Je parle de cette constitution, bien autrement sérieuse, où tendent et dans laquelle se résolvent toutes les coutumes matrimoniales, constitution qui se définit en trois termes : Unité, Inviolabilité, Indissolubilité.

Nous verrons en effet que hors de là point de mariage. Qu’est-ce qui pousse l’humanité, en raison même de sa civilisation, à cette monogamie rigoureuse ? Comment la liberté, que nous avons vue briser sans cesse toute espèce de joug, va-t-elle au-devant de celui-là ? Est-il sûr que cette tendance, si généralement, si fortement accusée, soit conforme à la raison des personnes et des choses ? D’illustres philosophes, tels que Platon, le nient, et leur négation arrive juste dans l’histoire au moment de la plus grande civilisation, comme si au nom de la civilisation ils protestaient contre un préjugé de la barbarie et un reste de servitude. De nos jours, comme au temps de Platon et des empereurs, beaucoup protestent contre le mariage, auquel ils substituent l’amour libre, appelant de leurs vœux une liberté toujours plus grande, garantie par la communauté des enfants et des femmes.
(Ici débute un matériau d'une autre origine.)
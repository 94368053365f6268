//! FiroPoW share and block verification around a single-epoch context cache.
//!
//! The memory-hard algorithm itself is plugged in through [`EpochAlgorithm`];
//! this crate owns epoch derivation, context caching, the validity decision
//! and the raw-buffer entry points used by a pool or node host.
pub mod algorithm;
pub mod cache;
pub mod config;
pub mod error;
pub mod hash;
pub mod host;
pub mod types;
pub mod verifier;

#[cfg(test)]
mod testing;

pub use algorithm::{BuildError, ComputeError, EpochAlgorithm};
pub use cache::{CacheStats, EpochContextCache};
pub use config::{VerifierConfig, VerifierConfigBuilder, FIROPOW_EPOCH_LENGTH};
pub use error::Error;
pub use hash::{seed_hash, sha256d};
pub use host::Share;
pub use types::{
    BlockHeight, EpochNumber, HeaderHash, MixHash, MixOutput, Nonce, ResultHash, Verification,
};
pub use verifier::ProofOfWorkVerifier;
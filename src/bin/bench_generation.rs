use std::time::Instant;

use new_life::{EvolutionStrategy, Grid, GridConfig};

fn bench_grid(
    size: usize,
    strategy: EvolutionStrategy,
    threads: usize,
    iterations: u64,
) -> (f64, usize) {
    let config = GridConfig::new(size, size)
        .birth_probability(0.42)
        .seed(0x5EED_1234_ABCD_EF01)
        .thread_count(threads);
    let mut grid = match Grid::new(config, strategy) {
        Ok(grid) => grid,
        Err(err) => panic!("bench grid {size}x{size}: {err}"),
    };
    grid.fill_random();

    let start = Instant::now();
    for _ in 0..iterations {
        if let Err(err) = grid.next_generation() {
            panic!("advance failed: {err}");
        }
    }
    let total_ms = start.elapsed().as_secs_f64() * 1000.0;
    (total_ms, grid.population())
}

fn main() {
    let threads = std::thread::available_parallelism()
        .map(|n| n.get())
        .unwrap_or(1);
    let scales: &[(usize, u64)] = &[
        (128, 200), // below parallel threshold
        (256, 200), // at threshold
        (512, 100),
        (1024, 50),
        (2048, 20),
    ];

    println!(
        "{:<10} {:<9} {:>8} {:>8} {:>12} {:>10} {:>10}",
        "Grid", "Mode", "Threads", "Iters", "Total(ms)", "Avg(ms)", "Pop"
    );
    println!("{}", "-".repeat(74));

    for &(size, iters) in scales {
        for strategy in [EvolutionStrategy::Classic, EvolutionStrategy::mutation()] {
            for pool in [1, threads] {
                let name = strategy.name();
                let (total_ms, pop) = bench_grid(size, strategy.clone(), pool, iters);
                let avg_ms = total_ms / iters as f64;
                println!(
                    "{:<10} {:<9} {:>8} {:>8} {:>12.1} {:>10.4} {:>10}",
                    format!("{}x{}", size, size),
                    name,
                    pool,
                    iters,
                    total_ms,
                    avg_ms,
                    pop
                );
            }
        }
    }
}
//! Evolution strategies: which rule a new cell gets and whether it is born.

use std::fmt;
use std::str::FromStr;

use rand::Rng;

use super::cell::{Cell, MaturityThresholds};
use super::error::GridError;
use super::rules::RuleKind;

/// Age cap of the mutation strategy. Cells older than this never survive.
pub const MAX_AGE: u32 = 30;

/// Default 17-way die used by the mutation strategy.
const DEFAULT_WEIGHTS: [(RuleKind, u32); 7] = [
    (RuleKind::Standalone, 2),
    (RuleKind::SuperStandalone, 1),
    (RuleKind::Sociable, 2),
    (RuleKind::SuperSociable, 1),
    (RuleKind::StandaloneAndSociable, 2),
    (RuleKind::SuperStandaloneAndSociable, 1),
    (RuleKind::Typical, 8),
];

/// Weighted sampling table for rule-subtypes, plus the age cap.
///
/// Sampling draws one outcome uniformly from `0..total` and maps consecutive
/// ranges, in table order, to subtypes.
#[derive(Clone, Debug, PartialEq, Eq)]
pub struct MutationTable {
    weights: Vec<(RuleKind, u32)>,
    total: u32,
    max_age: u32,
}

impl Default for MutationTable {
    fn default() -> Self {
        Self {
            weights: DEFAULT_WEIGHTS.to_vec(),
            total: DEFAULT_WEIGHTS.iter().map(|&(_, w)| w).sum(),
            max_age: MAX_AGE,
        }
    }
}

impl MutationTable {
    /// Custom table. Zero-weight entries are dropped; the total must be positive.
    pub fn new(weights: &[(RuleKind, u32)]) -> Result<Self, GridError> {
        let weights: Vec<_> = weights.iter().copied().filter(|&(_, w)| w > 0).collect();
        let total = weights
            .iter()
            .try_fold(0u32, |acc, &(_, w)| acc.checked_add(w))
            .ok_or(GridError::InvalidMutationTable("weights overflow u32"))?;
        if total == 0 {
            return Err(GridError::InvalidMutationTable("total weight is zero"));
        }
        Ok(Self {
            weights,
            total,
            max_age: MAX_AGE,
        })
    }

    pub fn with_max_age(mut self, max_age: u32) -> Self {
        self.max_age = max_age;
        self
    }

    #[inline]
    pub fn max_age(&self) -> u32 {
        self.max_age
    }

    #[inline]
    pub fn total(&self) -> u32 {
        self.total
    }

    pub fn weights(&self) -> &[(RuleKind, u32)] {
        &self.weights
    }

    /// Probability of `kind` being sampled.
    pub fn probability(&self, kind: RuleKind) -> f64 {
        let weight: u32 = self
            .weights
            .iter()
            .filter(|&&(k, _)| k == kind)
            .map(|&(_, w)| w)
            .sum();
        weight as f64 / self.total as f64
    }

    pub fn sample<R: Rng + ?Sized>(&self, rng: &mut R) -> RuleKind {
        let mut roll = rng.random_range(0..self.total);
        for &(kind, weight) in &self.weights {
            if roll < weight {
                return kind;
            }
            roll -= weight;
        }
        // `roll < total` and the weights sum to `total`.
        unreachable!("sample roll exceeded table total")
    }
}

/// Policy deciding births and the rule-subtype of new cells.
#[derive(Clone, Debug, Default, PartialEq, Eq)]
pub enum EvolutionStrategy {
    /// Every cell follows the typical rule.
    #[default]
    Classic,
    /// Each new cell draws its rule-subtype from the table; ages are capped.
    Mutation(MutationTable),
}

impl EvolutionStrategy {
    pub fn mutation() -> Self {
        EvolutionStrategy::Mutation(MutationTable::default())
    }

    pub fn name(&self) -> &'static str {
        match self {
            EvolutionStrategy::Classic => "classic",
            EvolutionStrategy::Mutation(_) => "mutation",
        }
    }

    /// Rule-subtype for the next new cell.
    #[inline]
    pub fn pick_kind<R: Rng + ?Sized>(&self, rng: &mut R) -> RuleKind {
        match self {
            EvolutionStrategy::Classic => RuleKind::Typical,
            EvolutionStrategy::Mutation(table) => table.sample(rng),
        }
    }

    /// Factory for a newly occupied slot.
    pub fn born_new_cell<R: Rng + ?Sized>(&self, row: u32, col: u32, rng: &mut R) -> Cell {
        Cell::newborn(row, col, self.pick_kind(rng))
    }

    /// Kind of cell that would be born into an empty slot with
    /// `alive_neighbours` live neighbours, or `None` when the candidate kind's
    /// rule rejects that count.
    ///
    /// The mutation strategy draws the candidate before checking it, so every
    /// call consumes randomness.
    #[inline]
    pub fn if_will_born<R: Rng + ?Sized>(
        &self,
        alive_neighbours: u8,
        rng: &mut R,
    ) -> Option<RuleKind> {
        let kind = self.pick_kind(rng);
        kind.will_survive_with_neighbours(alive_neighbours)
            .then_some(kind)
    }

    #[inline]
    pub fn max_age(&self) -> Option<u32> {
        match self {
            EvolutionStrategy::Classic => None,
            EvolutionStrategy::Mutation(table) => Some(table.max_age()),
        }
    }

    #[inline]
    pub fn thresholds(&self) -> MaturityThresholds {
        match self {
            EvolutionStrategy::Classic => MaturityThresholds::CLASSIC,
            EvolutionStrategy::Mutation(_) => MaturityThresholds::MUTATION,
        }
    }
}

impl fmt::Display for EvolutionStrategy {
    fn fmt(&self, f: &mut fmt::Formatter<'_>) -> fmt::Result {
        f.write_str(self.name())
    }
}

impl FromStr for EvolutionStrategy {
    type Err = String;

    fn from_str(s: &str) -> Result<Self, Self::Err> {
        match s.trim().to_ascii_lowercase().as_str() {
            "classic" => Ok(EvolutionStrategy::Classic),
            "mutation" => Ok(EvolutionStrategy::mutation()),
            other => Err(format!(
                "unknown strategy: {other} (expected classic or mutation)"
            )),
        }
    }
}
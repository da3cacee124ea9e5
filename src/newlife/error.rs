//! Error taxonomy for grid construction and generation advance.

use thiserror::Error;

#[derive(Debug, Error)]
pub enum GridError {
    #[error("grid dimensions must be positive, got {width}x{height}")]
    InvalidDimensions { width: usize, height: usize },

    #[error("{name} must lie in [0, 1], got {value}")]
    InvalidProbability { name: &'static str, value: f64 },

    #[error("invalid mutation table: {0}")]
    InvalidMutationTable(&'static str),

    #[error("failed to build compute pool: {0}")]
    ThreadPool(#[from] rayon::ThreadPoolBuildError),

    /// A cell's observed (alive, alive-next) pair fell outside the defined
    /// transition matrix. Always a bug in the engine.
    #[error("internal consistency failure at cell [{row}, {col}]: {detail}")]
    InternalConsistency {
        row: usize,
        col: usize,
        detail: String,
    },
}

impl GridError {
    /// Configuration errors are raised at construction; everything else is a
    /// programming error.
    pub fn is_configuration(&self) -> bool {
        matches!(
            self,
            GridError::InvalidDimensions { .. }
                | GridError::InvalidProbability { .. }
                | GridError::InvalidMutationTable(_)
        )
    }
}
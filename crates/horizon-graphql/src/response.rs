//! GraphQL response types.

use serde::de::DeserializeOwned;
use serde::{Deserialize, Serialize};
use serde_json::Value;

use crate::error::{ClientError, Result};

/// A GraphQL response envelope.
#[derive(Debug, Clone, Serialize, Deserialize)]
pub struct GraphQLResponse {
    /// The data returned by the operation, if any.
    #[serde(skip_serializing_if = "Option::is_none")]
    pub data: Option<Value>,

    /// Errors reported by the server.
    #[serde(default, skip_serializing_if = "Vec::is_empty")]
    pub errors: Vec<GraphQLError>,

    /// Optional extensions.
    #[serde(skip_serializing_if = "Option::is_none")]
    pub extensions: Option<Value>,
}

impl GraphQLResponse {
    /// Builds an error-free response around a data value.
    pub fn from_data(data: Value) -> Self {
        Self {
            data: Some(data),
            errors: Vec::new(),
            extensions: None,
        }
    }

    /// Whether the response contains any errors.
    pub fn has_errors(&self) -> bool {
        !self.errors.is_empty()
    }

    /// Whether the response is a success (has data, no errors).
    pub fn is_success(&self) -> bool {
        self.data.is_some() && !self.has_errors()
    }

    /// Returns the first error, if any.
    pub fn first_error(&self) -> Option<&GraphQLError> {
        self.errors.first()
    }

    /// Returns all error messages joined by "; ".
    pub fn error_message(&self) -> Option<String> {
        if self.errors.is_empty() {
            return None;
        }
        Some(
            self.errors
                .iter()
                .map(|e| e.message.clone())
                .collect::<Vec<_>>()
                .join("; "),
        )
    }

    /// Deserializes the data into the given type.
    ///
    /// Fails when the response carries errors or has no data.
    pub fn data<T: DeserializeOwned>(&self) -> Result<T> {
        if self.has_errors() {
            return Err(ClientError::Graphql {
                response: self.clone(),
            });
        }
        match &self.data {
            Some(data) => serde_json::from_value(data.clone()).map_err(ClientError::from),
            None => Err(ClientError::Request("response contained no data".to_string())),
        }
    }

    /// Extracts a single field from the data by path.
    ///
    /// ```ignore
    /// let name: String = response.field(&["user", "name"])?;
    /// ```
    pub fn field<T: DeserializeOwned>(&self, path: &[&str]) -> Result<T> {
        let mut current = self
            .data
            .as_ref()
            .ok_or_else(|| ClientError::Request("response contained no data".to_string()))?;
        for segment in path {
            current = current.get(segment).ok_or_else(|| {
                ClientError::Request(format!("field not found: {}", path.join(".")))
            })?;
        }
        serde_json::from_value(current.clone()).map_err(ClientError::from)
    }

    /// Returns the raw data value, if present.
    pub fn raw_data(&self) -> Option<&Value> {
        self.data.as_ref()
    }

    /// Converts to a Result, failing when the response carries errors.
    pub fn into_result(self) -> Result<Self> {
        if self.has_errors() {
            Err(ClientError::Graphql { response: self })
        } else {
            Ok(self)
        }
    }
}

/// An error within a GraphQL response.
#[derive(Debug, Clone, Serialize, Deserialize)]
pub struct GraphQLError {
    /// The error message.
    pub message: String,

    /// Locations in the query where the error occurred.
    #[serde(skip_serializing_if = "Option::is_none")]
    pub locations: Option<Vec<GraphQLLocation>>,

    /// Path to the field that caused the error.
    #[serde(skip_serializing_if = "Option::is_none")]
    pub path: Option<Vec<PathSegment>>,

    /// Additional error information.
    #[serde(skip_serializing_if = "Option::is_none")]
    pub extensions: Option<Value>,
}

impl GraphQLError {
    /// The machine-readable error code from extensions, when the server
    /// provides one.
    pub fn code(&self) -> Option<&str> {
        self.extensions.as_ref()?.get("code")?.as_str()
    }
}

impl std::fmt::Display for GraphQLError {
    fn fmt(&self, f: &mut std::fmt::Formatter<'_>) -> std::fmt::Result {
        write!(f, "{}", self.message)?;
        if let Some(path) = &self.path {
            let path_str = path
                .iter()
                .map(|p| p.to_string())
                .collect::<Vec<_>>()
                .join(".");
            write!(f, " (at {path_str})")?;
        }
        Ok(())
    }
}

/// A location in a GraphQL document.
#[derive(Debug, Clone, Serialize, Deserialize)]
pub struct GraphQLLocation {
    /// Line number (1-indexed).
    pub line: u32,
    /// Column number (1-indexed).
    pub column: u32,
}

/// A segment in an error path: either a field name or a list index.
#[derive(Debug, Clone, Serialize, Deserialize)]
#[serde(untagged)]
pub enum PathSegment {
    /// A field name.
    Field(String),
    /// A list index.
    Index(u64),
}

impl std::fmt::Display for PathSegment {
    fn fmt(&self, f: &mut std::fmt::Formatter<'_>) -> std::fmt::Result {
        match self {
            Self::Field(name) => write!(f, "{name}"),
            Self::Index(idx) => write!(f, "{idx}"),
        }
    }
}
//! Failure logging.

use futures_util::future::BoxFuture;

use crate::error::{ClientError, Result};
use crate::link::{Link, NextLink, OperationOutcome};
use crate::operation::Operation;

const TARGET: &str = "horizon_graphql::diagnostic";

/// Pipeline stage that logs failures flowing back up the chain.
///
/// Sits above the retry stages, so it reports only failures that survived
/// every retry. Data-layer failures are logged once per server error with
/// the message, error code, and any partial data the server still returned;
/// transport failures are logged with the failure itself. Outcomes pass
/// through unchanged either way.
#[derive(Debug, Clone, Copy, Default)]
pub struct DiagnosticLink;

impl DiagnosticLink {
    /// Creates the stage.
    pub fn new() -> Self {
        Self
    }
}

impl Link for DiagnosticLink {
    fn request(
        &self,
        operation: Operation,
        next: NextLink,
    ) -> BoxFuture<'static, Result<OperationOutcome>> {
        Box::pin(async move {
            let name = operation
                .operation_name
                .clone()
                .unwrap_or_else(|| "<anonymous>".to_string());
            let kind = operation.operation_type();

            let result = next.run(operation).await;
            if let Err(error) = &result {
                log_failure(&name, kind, error);
            }
            result
        })
    }
}

fn log_failure(operation: &str, kind: crate::operation::OperationType, error: &ClientError) {
    match error {
        ClientError::Graphql { response } => {
            let partial = response
                .raw_data()
                .and_then(|data| serde_json::to_string(data).ok())
                .unwrap_or_default();
            for graphql_error in &response.errors {
                tracing::error!(
                    target: TARGET,
                    operation,
                    %kind,
                    message = %graphql_error.message,
                    code = graphql_error.code().unwrap_or("unknown"),
                    partial = %partial,
                    "GraphQL error"
                );
            }
        }
        ClientError::HttpStatus { status, body } => {
            tracing::error!(
                target: TARGET,
                operation,
                %kind,
                status,
                body = body.as_deref().unwrap_or(""),
                "operation failed"
            );
        }
        other => {
            tracing::error!(
                target: TARGET,
                operation,
                %kind,
                error = %other,
                "operation failed"
            );
        }
    }
}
Que penser de ces opinions en sens contraire ? Dépendait-il du législateur antique, dépendrait-il du législateur moderne, de resserrer ou de relâcher, à volonté, le lien conjugal ? Qui empêche enfin l’union de l’homme et de la femme de rester, comme la domesticité et le louage, un contrat révocable, susceptible de toutes les restrictions et extensions possibles ?…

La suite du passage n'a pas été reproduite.